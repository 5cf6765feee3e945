/// Application context and dependency injection
use crate::{
    config::AppConfig,
    db,
    error::{WorkError, WorkResult},
    file_store::FileLifecycle,
    work_store::{ShareTokenIssuer, WorkOrchestrator},
};
use sqlx::SqlitePool;
use std::sync::Arc;

/// Application context holding all shared services
#[derive(Clone)]
pub struct AppContext {
    pub config: Arc<AppConfig>,
    pub db: SqlitePool,
    pub files: FileLifecycle,
    pub orchestrator: Arc<WorkOrchestrator>,
    pub shares: ShareTokenIssuer,
}

impl AppContext {
    /// Create a new application context from configuration
    pub async fn new(config: AppConfig) -> WorkResult<Self> {
        config.validate()?;

        Self::ensure_directories(&config).await?;

        let db = db::create_pool(
            &config.database.location,
            db::DatabaseOptions::from(&config.database),
        )
        .await?;
        db::run_migrations(&db).await?;
        db::test_connection(&db).await?;

        let files = FileLifecycle::disk(
            config.storage.uploads_directory.clone(),
            config.uploads.clone(),
        );
        let orchestrator = Arc::new(WorkOrchestrator::new(db.clone(), files.clone()));
        let shares = orchestrator.shares().clone();

        Ok(Self {
            config: Arc::new(config),
            db,
            files,
            orchestrator,
            shares,
        })
    }

    /// Ensure required directories exist
    async fn ensure_directories(config: &AppConfig) -> WorkResult<()> {
        let dirs = [
            &config.storage.data_directory,
            &config.storage.uploads_directory,
        ];

        for dir in dirs {
            if !dir.exists() {
                tokio::fs::create_dir_all(dir).await.map_err(|e| {
                    WorkError::Internal(format!("Failed to create directory {:?}: {}", dir, e))
                })?;
            }
        }

        Ok(())
    }
}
- - - -
### TRY IT:
Search the entries above for "WorkResult". Show every line that has it.

### ANSWER SECTION:
    error::{WorkError, WorkResult},
    pub async fn new(config: AppConfig) -> WorkResult<Self> {
    async fn ensure_directories(config: &AppConfig) -> WorkResult<()> {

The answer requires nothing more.